Thursday, June 8, 2023

Which one of the following is NOT an effect of atropine on the human body.. Stimulation of gastric secretion



Which one of the following is NOT an effect of atropine on the human body?


  • A) Cardiac stimulation
  • B) Diminished sweating
  • C) Mydriasis
  • D) Reduction of gastrointestinal tone
  • E) Stimulation of gastric secretion***

Gastric secretion Gastric secretion is considered the first significant phase of digestion.

Control of gastric secretion:

The regulation of gastric secretion is a true paradigm of gastrointestinal functioning as a whole and depends on an intricate balance of transmitting chemo with excitatory and inhibitory actions simultaneously. These functions are performed by neural, endocrine, autocrine and paracrine routes. Classically, gastric secretion is divided into three phases: cephalic, gastric and intestinal. Cephalic phase: Even before the food is ingested, the stomach is prepared to receive the bolus through brain centers that respond to visual stimuli, smells, flavors and even thoughts related to food. Enteric neurons that release acetyl choline (act directly on the parietal cell and the enterochromaffin cell) and GRP gastrin-releasing peptide (in the vicinity of G cells release gastrin that activates parietal and main cells) are activated via vagal route. Gastric phase: Quantitatively more important phase.

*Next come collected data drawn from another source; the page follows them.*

//! Configuration types for the gateway client.

use finpilot_core::{Configuration, TimeoutClass};
use std::time::Duration;

/// Configuration for the gateway client.
#[derive(Clone)]
pub struct ClientConfig {
    /// Base URL of the API Gateway, without a trailing slash.
    pub base_url: String,
    /// API key, sent as `X-API-Key`.
    pub api_key: String,
    /// Token sent as `Authorization: Bearer`.
    pub bearer_token: String,
    /// Timeout for regular calls.
    pub request_timeout: Duration,
    /// Timeout for calls carrying document uploads.
    pub upload_timeout: Duration,
    /// `User-Agent` header value.
    pub user_agent: String,
}

impl ClientConfig {
    /// Create a new configuration; the API key doubles as bearer token.
    pub fn new(base_url: impl Into<String>, api_key: impl Into<String>) -> Self {
        let api_key = api_key.into();
        Self {
            base_url: base_url.into().trim_end_matches('/').to_string(),
            bearer_token: api_key.clone(),
            api_key,
            request_timeout: finpilot_core::config::DEFAULT_REQUEST_TIMEOUT,
            upload_timeout: finpilot_core::config::DEFAULT_UPLOAD_TIMEOUT,
            user_agent: default_user_agent(),
        }
    }

    /// Derive the client settings from the resolved process configuration.
    pub fn from_configuration(config: &Configuration) -> Self {
        Self {
            base_url: config.gateway_url.clone(),
            api_key: config.api_key.expose().to_string(),
            bearer_token: config.bearer_token().to_string(),
            request_timeout: config.request_timeout,
            upload_timeout: config.upload_timeout,
            user_agent: default_user_agent(),
        }
    }

    /// Timeout bounding a route of the given class.
    pub fn timeout_for(&self, class: TimeoutClass) -> Duration {
        match class {
            TimeoutClass::Standard => self.request_timeout,
            TimeoutClass::Upload => self.upload_timeout,
        }
    }
}

impl std::fmt::Debug for ClientConfig {
    fn fmt(&self, f: &mut std::fmt::Formatter<'_>) -> std::fmt::Result {
        f.debug_struct("ClientConfig")
            .field("base_url", &self.base_url)
            .field("api_key", &"***")
            .field("bearer_token", &"***")
            .field("request_timeout", &self.request_timeout)
            .field("upload_timeout", &self.upload_timeout)
            .field("user_agent", &self.user_agent)
            .finish()
    }
}

fn default_user_agent() -> String {
    format!("finpilot-mcp/{}", env!("CARGO_PKG_VERSION"))
}
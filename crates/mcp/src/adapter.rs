// Transport adapters: the encode/decode boundary in front of the dispatcher

use crate::dispatcher::Dispatcher;
use crate::protocol::{
    CallToolParams, CallToolResult, JsonRpcError, JsonRpcResponse, ToolContent, GATEWAY_NOT_FOUND,
    GATEWAY_SERVER_ERROR, GATEWAY_TIMEOUT, GATEWAY_UNAUTHORIZED, GATEWAY_UNKNOWN,
    GATEWAY_UNREACHABLE, INVALID_PARAMS, PARSE_ERROR,
};
use finpilot_core::{FailureKind, RequestId, ToolCallRequest, ToolCallResult, ToolFailure};
use serde_json::Value;

/// A transport-specific way to decode tool calls and encode their results.
///
/// The dispatcher never sees transport types; each transport implements this
/// once and runs every call through [`handle`].
pub trait Adapter {
    /// Incoming tool-call message as the transport delivers it
    type Message;
    /// Outgoing reply in the transport's encoding
    type Reply;

    /// Decode a message, or produce the reply for an undecodable one
    fn decode(&self, message: Self::Message) -> Result<ToolCallRequest, Self::Reply>;

    fn encode(&self, id: RequestId, result: ToolCallResult) -> Self::Reply;
}

/// Decode, dispatch and encode one tool call
pub async fn handle<A: Adapter>(adapter: &A, dispatcher: &Dispatcher, message: A::Message) -> A::Reply {
    let request = match adapter.decode(message) {
        Ok(request) => request,
        Err(reply) => return reply,
    };

    let id = request.id.clone();
    let result = dispatcher.dispatch(request).await;
    adapter.encode(id, result)
}

/// JSON-RPC encoding of `tools/call`, used by the stdio transport and `/mcp`
#[derive(Debug, Clone, Copy, Default)]
pub struct JsonRpcAdapter;

impl Adapter for JsonRpcAdapter {
    type Message = (RequestId, Option<Value>);
    type Reply = JsonRpcResponse;

    fn decode(&self, (id, params): Self::Message) -> Result<ToolCallRequest, Self::Reply> {
        let params = params.ok_or_else(|| {
            JsonRpcResponse::error(Some(id.clone()), JsonRpcError::invalid_params("Missing params"))
        })?;

        let call: CallToolParams = serde_json::from_value(params).map_err(|e| {
            JsonRpcResponse::error(
                Some(id.clone()),
                JsonRpcError::invalid_params(format!("Invalid params: {}", e)),
            )
        })?;

        let arguments = call
            .arguments
            .unwrap_or_else(|| Value::Object(Default::default()));
        Ok(ToolCallRequest::new(id, call.name, arguments))
    }

    fn encode(&self, id: RequestId, result: ToolCallResult) -> Self::Reply {
        match result {
            ToolCallResult::Success(payload) => JsonRpcResponse::from_serializable(
                Some(id),
                CallToolResult {
                    content: vec![ToolContent::text(payload.get())],
                    is_error: Some(false),
                },
            ),
            ToolCallResult::Failure(failure) => {
                JsonRpcResponse::error(Some(id), failure_to_rpc_error(&failure))
            }
        }
    }
}

/// JSON-RPC error code for a failure kind
pub fn error_code(kind: FailureKind) -> i32 {
    match kind {
        FailureKind::ProtocolParse => PARSE_ERROR,
        FailureKind::UnknownTool | FailureKind::InvalidArguments => INVALID_PARAMS,
        FailureKind::Unauthorized => GATEWAY_UNAUTHORIZED,
        FailureKind::NotFound => GATEWAY_NOT_FOUND,
        FailureKind::ServerError => GATEWAY_SERVER_ERROR,
        FailureKind::Unreachable => GATEWAY_UNREACHABLE,
        FailureKind::Timeout => GATEWAY_TIMEOUT,
        FailureKind::Unknown => GATEWAY_UNKNOWN,
    }
}

/// Structured MCP error object; `data` carries kind, status and upstream body
pub fn failure_to_rpc_error(failure: &ToolFailure) -> JsonRpcError {
    let mut data = serde_json::json!({ "kind": failure.kind });
    if let Some(status) = failure.status {
        data["status"] = status.into();
    }
    if let Some(body) = &failure.body {
        data["body"] = Value::String(body.clone());
    }

    JsonRpcError::custom(error_code(failure.kind), failure.message.clone()).with_data(data)
}
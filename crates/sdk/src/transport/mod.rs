//! Transport layer for the gateway client.

pub mod http;

pub use http::HttpTransport;
// Portfolio analysis tool

use super::registry::{ParamKind, ParamSpec, ToolDescriptor};
use finpilot_core::routes::PORTFOLIO_ANALYZE;

pub const ANALYZE_PORTFOLIO: &str = "analyze_portfolio";

/// Analyze holdings from a CAS statement or from portfolio data supplied directly.
/// Neither input is required by the schema; the gateway decides what is enough.
pub fn analyze_portfolio() -> ToolDescriptor {
    ToolDescriptor {
        name: ANALYZE_PORTFOLIO,
        description: "Analyze an investment portfolio from a CAS statement or direct data. \
            Returns the holdings breakdown (mutual funds, stocks), asset allocation, returns \
            and XIRR, rebalancing recommendations and tax optimization opportunities.",
        params: vec![
            ParamSpec::optional(
                "cas_pdf_base64",
                ParamKind::String,
                "Base64 encoded CAS PDF (NSDL/CDSL consolidated statement)",
            ),
            ParamSpec::optional(
                "portfolio_data",
                ParamKind::Object,
                "Direct portfolio data, as an alternative to the PDF",
            ),
        ],
        route: PORTFOLIO_ANALYZE,
    }
}
// SPDX-FileCopyrightText: 2023 Phoenix R&D GmbH <hello@phnx.im>
//
// SPDX-License-Identifier: AGPL-3.0-or-later

use std::net::SocketAddr;

use ledgerapiclient::ApiClient;
use ledgerbackend::settings::RateLimitsSettings;
use ledgercommon::messages::SignupRequest;
use ledgercoreclient::{CoreUser, LocalStore};
use rand::{Rng, distributions::Alphanumeric};
use tempfile::TempDir;
use tracing::info;
use url::Url;
use zeroize::Zeroizing;

use super::{TEST_RATE_LIMITS, controlled_listener::ControlHandle, spawn_app};

pub const TEST_PASSWORD: &str = "correct horse battery";

/// A logged in client with its own local database.
pub struct TestUser {
    pub user: CoreUser,
    pub username: String,
    pub password: String,
    db_dir: TempDir,
}

impl TestUser {
    /// Opens a second client on the same local database, as an app does
    /// after a restart.
    pub async fn restart(&self, server_url: &Url) -> CoreUser {
        let store = LocalStore::open(self.db_dir.path().join("ledger.db"))
            .await
            .unwrap();
        CoreUser::new(server_url, store).await.unwrap()
    }
}

pub struct TestBackend {
    address: SocketAddr,
    control: ControlHandle,
}

impl TestBackend {
    pub async fn single() -> Self {
        Self::single_with_rate_limits(TEST_RATE_LIMITS).await
    }

    pub async fn single_with_rate_limits(rate_limits: RateLimitsSettings) -> Self {
        let (address, control) = spawn_app(rate_limits).await;
        info!(%address, "Spawned test server");
        Self { address, control }
    }

    pub fn address(&self) -> SocketAddr {
        self.address
    }

    pub fn server_url(&self) -> Url {
        format!("http://{}", self.address).parse().unwrap()
    }

    /// Switches the network conditions between the clients and the server.
    pub fn control(&self) -> &ControlHandle {
        &self.control
    }

    /// A client without a session.
    pub fn api_client(&self) -> ApiClient {
        ApiClient::with_endpoint(&self.server_url()).unwrap()
    }

    /// Registers a user with a random name.
    pub async fn signup(&self, api_client: &ApiClient) -> SignupRequest {
        let suffix: String = rand::thread_rng()
            .sample_iter(&Alphanumeric)
            .take(8)
            .map(char::from)
            .collect();
        let request = SignupRequest {
            first_name: "Test".into(),
            last_name: "User".into(),
            username: format!("user_{suffix}"),
            mobile: "+41 79 000 00 00".into(),
            password: Zeroizing::new(TEST_PASSWORD.to_owned()),
        };
        api_client.signup(&request).await.unwrap();
        request
    }

    /// Signs up a new user and logs in a client with a fresh local database.
    pub async fn add_user(&self) -> TestUser {
        let db_dir = tempfile::tempdir().unwrap();
        let store = LocalStore::open(db_dir.path().join("ledger.db"))
            .await
            .unwrap();
        let user = CoreUser::new(&self.server_url(), store).await.unwrap();
        let request = self.signup(user.api_client()).await;
        user.login(&request.username, TEST_PASSWORD).await.unwrap();
        info!(username = %request.username, "Added test user");
        TestUser {
            user,
            username: request.username,
            password: TEST_PASSWORD.to_owned(),
            db_dir,
        }
    }
}
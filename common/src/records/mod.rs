// SPDX-FileCopyrightText: 2025 Phoenix R&D GmbH <hello@phnx.im>
//
// SPDX-License-Identifier: AGPL-3.0-or-later

//! Records owned by a user and kept in sync between the client and the server.

use std::fmt;

use chrono::{DateTime, Utc};
use serde::{Serialize, de::DeserializeOwned};

use crate::{identifiers::Identifier, validation::ValidationError};

pub use account::Account;
pub use debt::{Debt, DebtKind, DebtStatus, NewPayment, Payment};
pub use transaction::{Transaction, TransactionKind};
pub use user::User;

mod account;
mod debt;
mod transaction;
mod user;

/// The kinds of records which are stored per user on the server.
#[derive(Debug, Clone, Copy, PartialEq, Eq, Hash)]
pub enum ResourceKind {
    Transactions,
    Debts,
}

impl ResourceKind {
    pub const fn as_str(&self) -> &'static str {
        match self {
            Self::Transactions => "transactions",
            Self::Debts => "debts",
        }
    }

    /// Human readable name of a single record.
    pub const fn record_name(&self) -> &'static str {
        match self {
            Self::Transactions => "Transaction",
            Self::Debts => "Debt record",
        }
    }

    /// Name of the blob store holding the records of all users.
    pub const fn store_name(&self) -> &'static str {
        match self {
            Self::Transactions => "transactions_store",
            Self::Debts => "debts_store",
        }
    }

    /// REST collection path of the records.
    pub const fn api_path(&self) -> &'static str {
        match self {
            Self::Transactions => "/api/transactions",
            Self::Debts => "/api/debts",
        }
    }

    /// Key of the blob holding the records of the given user.
    pub fn blob_key(&self, username: &str) -> String {
        format!("{}_{username}", self.as_str())
    }
}

impl fmt::Display for ResourceKind {
    fn fmt(&self, f: &mut fmt::Formatter<'_>) -> fmt::Result {
        f.write_str(self.as_str())
    }
}

impl std::str::FromStr for ResourceKind {
    type Err = UnknownResourceKind;

    fn from_str(s: &str) -> Result<Self, Self::Err> {
        match s {
            "transactions" => Ok(Self::Transactions),
            "debts" => Ok(Self::Debts),
            _ => Err(UnknownResourceKind(s.to_owned())),
        }
    }
}

#[derive(Debug, thiserror::Error)]
#[error("unknown resource kind: {0}")]
pub struct UnknownResourceKind(String);

/// A record which is stored as an element of a per-user list.
pub trait Record:
    Clone + fmt::Debug + PartialEq + Serialize + DeserializeOwned + Send + Sync + 'static
{
    type Id: Identifier;

    const KIND: ResourceKind;

    fn id(&self) -> Self::Id;

    fn set_id(&mut self, id: Self::Id);

    fn date(&self) -> DateTime<Utc>;

    fn validate(&self) -> Result<(), ValidationError>;

    /// Returns the record which replaces `self` when `update` is written over it.
    ///
    /// The id of `update` is already set to the id of `self`.
    fn merge_update(&self, update: Self) -> Self {
        update
    }
}

/// Sorts records with the most recent first.
pub fn sort_by_date_desc<R: Record>(records: &mut [R]) {
    records.sort_by_key(|record| std::cmp::Reverse(record.date()));
}
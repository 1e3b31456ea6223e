// SPDX-FileCopyrightText: 2025 Phoenix R&D GmbH <hello@phnx.im>
//
// SPDX-License-Identifier: AGPL-3.0-or-later

use chrono::Utc;
use ledgercommon::{identifiers::AccountId, records::Account};
use sqlx::{SqliteExecutor, query, query_as, query_scalar};

use super::{StoreError, StoreResult};

/// Accounts in the order they were added.
pub(crate) async fn load_all(executor: impl SqliteExecutor<'_>) -> StoreResult<Vec<Account>> {
    let rows: Vec<(String, String)> =
        query_as("SELECT id, name FROM account ORDER BY created_at ASC, rowid ASC")
            .fetch_all(executor)
            .await?;
    rows.into_iter()
        .map(|(id, name)| {
            let id = id.parse().map_err(|error| StoreError::Corrupted {
                table: "account",
                reason: format!("invalid id {id}: {error}"),
            })?;
            Ok(Account { id, name })
        })
        .collect()
}

/// Whether an account with the same name, ignoring case, exists.
pub(crate) async fn name_taken(executor: impl SqliteExecutor<'_>, name: &str) -> StoreResult<bool> {
    let taken = query_scalar("SELECT EXISTS (SELECT 1 FROM account WHERE name = ?1 COLLATE NOCASE)")
        .bind(name)
        .fetch_one(executor)
        .await?;
    Ok(taken)
}

pub(crate) async fn insert(executor: impl SqliteExecutor<'_>, account: &Account) -> StoreResult<()> {
    query("INSERT INTO account (id, name, created_at) VALUES (?1, ?2, ?3)")
        .bind(account.id.to_string())
        .bind(&account.name)
        .bind(Utc::now())
        .execute(executor)
        .await?;
    Ok(())
}

pub(crate) async fn delete(executor: impl SqliteExecutor<'_>, id: AccountId) -> StoreResult<bool> {
    let result = query("DELETE FROM account WHERE id = ?1")
        .bind(id.to_string())
        .execute(executor)
        .await?;
    Ok(result.rows_affected() > 0)
}

#[cfg(test)]
mod tests {
    use crate::store::LocalStore;

    use super::*;

    #[tokio::test]
    async fn names_are_unique_ignoring_case() {
        let store = LocalStore::in_memory().await.unwrap();
        let wallet = Account::new("Wallet").unwrap();
        let bank = Account::new("Bank").unwrap();
        insert(store.pool(), &wallet).await.unwrap();
        insert(store.pool(), &bank).await.unwrap();

        assert!(name_taken(store.pool(), "wallet").await.unwrap());
        assert!(!name_taken(store.pool(), "Savings").await.unwrap());
        assert!(insert(store.pool(), &Account::new("WALLET").unwrap()).await.is_err());

        assert_eq!(load_all(store.pool()).await.unwrap(), vec![wallet.clone(), bank]);
        assert!(delete(store.pool(), wallet.id).await.unwrap());
        assert!(!delete(store.pool(), wallet.id).await.unwrap());
    }
}
// SPDX-FileCopyrightText: 2025 Phoenix R&D GmbH <hello@phnx.im>
//
// SPDX-License-Identifier: AGPL-3.0-or-later

use chrono::{DateTime, Utc};
use ledgercommon::records::User;
use sqlx::{SqliteExecutor, query, query_as};
use zeroize::Zeroizing;

use super::{StoreError, StoreResult};

/// The logged in user together with the session token.
#[derive(Debug, Clone)]
pub struct StoredSession {
    pub user: User,
    pub token: Zeroizing<String>,
    pub created_at: DateTime<Utc>,
}

impl StoredSession {
    pub(crate) fn new(user: User, token: String) -> Self {
        Self {
            user,
            token: Zeroizing::new(token),
            created_at: Utc::now(),
        }
    }

    pub(crate) async fn load(executor: impl SqliteExecutor<'_>) -> StoreResult<Option<Self>> {
        let row: Option<(String, String, DateTime<Utc>)> =
            query_as("SELECT user, token, created_at FROM session WHERE id = 0")
                .fetch_optional(executor)
                .await?;
        let Some((user, token, created_at)) = row else {
            return Ok(None);
        };
        let user = serde_json::from_str(&user).map_err(|error| StoreError::Corrupted {
            table: "session",
            reason: error.to_string(),
        })?;
        Ok(Some(Self {
            user,
            token: Zeroizing::new(token),
            created_at,
        }))
    }

    pub(crate) async fn store(&self, executor: impl SqliteExecutor<'_>) -> StoreResult<()> {
        query(
            "INSERT INTO session (id, user, token, created_at) VALUES (0, ?1, ?2, ?3)
            ON CONFLICT (id) DO UPDATE
            SET user = excluded.user, token = excluded.token, created_at = excluded.created_at",
        )
        .bind(serde_json::to_string(&self.user)?)
        .bind(self.token.as_str())
        .bind(self.created_at)
        .execute(executor)
        .await?;
        Ok(())
    }

    pub(crate) async fn delete(executor: impl SqliteExecutor<'_>) -> StoreResult<()> {
        query("DELETE FROM session").execute(executor).await?;
        Ok(())
    }
}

The presence of food in the gastric lumen stimulates chemical and mechanical receptors. This is how amino acids and short chain peptides are able to stimulate the release of gastrin from G cells. Gastric distension triggers receptors that start neurally reflect the release of acetyl choline or GRP. Intestinal phase: This phase provides only a small portion of gastric acid secretion in the presence of food in the intestine. Its mediators are still controversial, among which is the neuropeptide related to the [calcitonin CGRP] gene] which acts on D cells to induce the release of somatostatin. This phase is not fully understood and is thought to serve to sterilize any gastric food remnants and prepare it for the next food.

Gastric juice components:

  • Hcl
  • parietal cell
  • Protein hydrolysis
  • Sterilization
  • Intrinsic factor
  • parietal cell
  • Absorption of vitamin B12
  • Pepsinogen
  • Main cell
  • Proteolysis
  • HCO3 (Mucus)
  • epithelial cell
  • Gastroprotection
  • Trefoil factors
  • Gastroprotection
  • Histamine
  • Enterochromine cell
  • Acid secretion regulation
  • Gastrina
  • G cell
  • Acid secretion regulation
  • Somatostatin
  • Cell D
  • Acid secretion regulation

Physiology of gastric acid secretion:


Basal acid secretion:

In the stomach at rest and on an empty stomach, acid secretion has a diurnal pattern and its proportion varies widely among normal people. Although serum gastrin concentrations do not correlate with basal acid production, the important factors are vagal "tone" and sex. Evidence indicates that a high vagal tone can lead to sustained baseline hypersecretion in some people and temporary hypersecretion during periods of stress in others. Women generally secrete less acid at baseline than men.

Stimulated acid secretion:

In the activation of the cellular receptors of the gastric parietal cell 2 mechanisms are involved: one central and one peripheral. The central nervous system integrates sensory information that comes from specialized senses, central chemoreceptors and visceral sensory receptors. Efferent stimulating impulses are transmitted through the vagus nerve to the peripheral neurons of the enteric nervous system.

The enteric nervous system integrates information from the vagus, with peripheral sensory information and regulates the release of mediating substances that activate the parietal cell. The most important substances that are released are acetylcholine, by the fibers of the vagus nerve and histamine, by cells similar to the entherochromaffins (ECL). The stimulation of the ECL to release histamine is the major route of regulation for the stimulation of acid secretion by the parietal cell.

The best peripheral mechanism for the regulation of gastric acid secretion is the plasma gastrin level, which is raised by the arrival of food to the antral region (mainly proteins and amino acids) and decreases the level when the secretion of gastrin by an intragastric pH less than 3. in the presence of food, can lead to hypergastrinemia.